The gist of Mr. Singhi’s evidence was that the uncertainties surrounding the exploitation of the JVA by Cobit under the control of Exploration were so numerous and varied that it was impossible either to identify a reasonably reliable future cash flow, or to place a capital value on it by a DCF valuation. The judge was, of course, better placed than an appellate court to form a view of the relative reliability of Mr. Haberman and Mr. Singhi as experts, and that part of his judgment was not attacked on appeal. Nonetheless this did not absolve the judge from forming his own view about the numerous valuation issues contested both between the experts and the parties, nor indeed did the judge treat himself as absolved. His decision to accept Mr. Haberman’s DCF valuation in full was the result of his own analysis of the main valuation issues, set out in a judgment which, although delivered eight months after the end of the trial, cannot be criticised in lacking either in care or in detail on the quantum issues, bearing in mind in particular that quantum formed only one segment of a multi-faceted dispute.

15.

The gist of Mr. Chilukuri’s appeal was first, that the judge either underrated or ignored a number of specific risks and contingencies standing in the way of the exploitation by Cobit of its rights under the JVC and secondly, that the judge failed to stand back and take a common-sense business view of the value of the 26% shareholding in Exploration, considering all relevant factors in the round, including in particular the financial and commercial implications arising from the fact that, by the Valuation Date, there had been issued a petition for the winding up of Exploration in the Indian courts, on the grounds that it was insolvent and unable to pay its debts as they fell due. These suggested defects in the judge’s analysis were propounded by Mr. Cavender in written and oral argument, and responded to by Mr. Jeffrey Gruder QC and Ms Anna Dilnot, with a wealth of detail and tenacity. It is a tribute to counsel that the hearing was concluded within a single day. I intend no disrespect to any of their careful submissions by dealing only with the most important of them in this judgment.

16.

The alleged risks and uncertainties relied upon by Mr. Cavender may loosely be categorised under three headings:

a)

Those directly affecting Cobit’s exploitation of its mining rights under the JVA;

b)

Those affecting Exploration’s 51% interest in, and control of, Cobit;

c)

Those affecting the value of the 26% shareholding in Exploration in the appraisal of any potential purchaser in July 2009.
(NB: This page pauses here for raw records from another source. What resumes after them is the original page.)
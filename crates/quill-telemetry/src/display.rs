//! Utilities to emit fields using their [`std::fmt::Display`] implementation.
use std::fmt::{
    Display,
    Formatter,
    Result,
};

use serde_with::SerializeDisplay;

/// Format `bytes` as lower-cased hex.
///
/// # Example
/// ```
/// use quill_telemetry::display;
/// let tx_hash = vec![1u8, 2, 3, 4, 5, 6, 7, 8];
/// tracing::info!(tx_hash = %display::hex(&tx_hash), "transaction submitted");
/// ```
pub fn hex<T: AsRef<[u8]> + ?Sized>(bytes: &T) -> Hex<'_> {
    Hex(bytes.as_ref())
}

/// A newtype wrapper of a byte slice that implements [`std::fmt::Display`].
///
/// To be used in tracing contexts. See the [`self::hex`] utility.
#[derive(SerializeDisplay)]
pub struct Hex<'a>(&'a [u8]);

impl<'a> Display for Hex<'a> {
    fn fmt(&self, f: &mut Formatter<'_>) -> Result {
        for byte in self.0 {
            f.write_fmt(format_args!("{byte:02x}"))?;
        }
        Ok(())
    }
}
Those categories are by no means wholly independent from each other. In particular, risks and uncertainties affecting the solvency and management of Exploration could plainly affect the practical ability of Cobit, a joint venture company led and managed by Exploration, to make a prompt start upon the mining of the bitumen deposit. As I have said, a central assumption in Mr. Haberman’s DCF valuation was that there was no impediment to such a prompt start, so that his cashflow could properly be based upon a commencement of operations on or shortly after the Valuation Date. Nonetheless I shall address Mr. Cavender’s submissions broadly in that order.

(a)

Risks and uncertainties directly affecting Cobit’s exploitation of its mining rights under the JVA

Presidential decree

17.

Mr. Cavender’s main point under this first category was that, as at the Valuation Date, the JVA had simply not come into force, because this was conditional upon the issue of a presidential decree approving the JVA, which had not occurred during the more than two and a half years following the making of the JVA.

18.

When writing his report in March 2012, Mr. Haberman assumed that all conditions precedent to the exploitation of the mining rights conferred by the JVA had been complied with. Mr. Singhi did not in his March 2012 report suggest otherwise, but he raised as an obstacle the absence of the presidential decree at the experts’ joint meeting, as is reflected in the statement of his views in the experts’ Joint Statement prepared just before the start of the trial. In cross-examination, Mr. Haberman accepted that he had seen no evidence of a presidential decree, and that he had made no allowance for any risk that its absence might adversely affect Cobit’s right to mine. When presented in re-examination with a summary of the oral evidence of Mr. Chilukuri, to the effect that the fee for the decree had been paid by Cobit, and a receipt received from the DRC’s Treasury Department, but that the decree had not yet been issued by March 2008, Mr. Haberman said that:

“From that description it sounds to me as though the issue of the presidential decree was very much an administrative process… a bureaucratic step that would have to take place, would in due course take place and then the decree would be in place. It doesn’t sound as though there is anything of substance which prevents it from happening. On that basis I would not expect there to be a further discount to make allowance for it.”

19.

The judge dealt with this point at some length, in paragraphs 229 (3) and 234 (2) and (3) of the judgment. In summary he concluded that the parties to the JVA were treating the agreement as being in force, but with a deferred five year operative period, which would only commence when the decree was issued, which it had not been on the Valuation Date. He found that the decree had been paid for, that there was no reason why the DRC government would not issue it when and if asked to do so, and that Mr. Haberman’s evidence in re-examination was “really no more than a statement that the market would assume that the decree would follow as a matter of course.” He decided that Mr. Haberman was “entitled to take the view that the market would consider the requirement a matter of administration, and make no further adjustment to its valuation of the asset.” The judge was clearly influenced in his view that this was a negligible risk by the fact that it had been raised on Mr. Chilukuri’s behalf at a very late stage in this litigation, after he himself had issued a letter of warranty in March 2008 on behalf of Exploration, to the effect that (inter alia) “all regulatory approvals, permits and licences required to allow continuity of future operations and production from the evaluated properties are in place…”.

20.

There are to my mind a number of difficulties with the judge’s optimistic analysis. The starting point is the JVA itself. Article 1.9 provides as follows:

““DATE OF ENTRY INTO FORCE”: The date when the Presidential Decree approving the Agreement comes into force; however, if the necessary Exploration Permit has not yet been issued by then, the Date of Entry into Force shall then mean the date when such a Permit is issued.”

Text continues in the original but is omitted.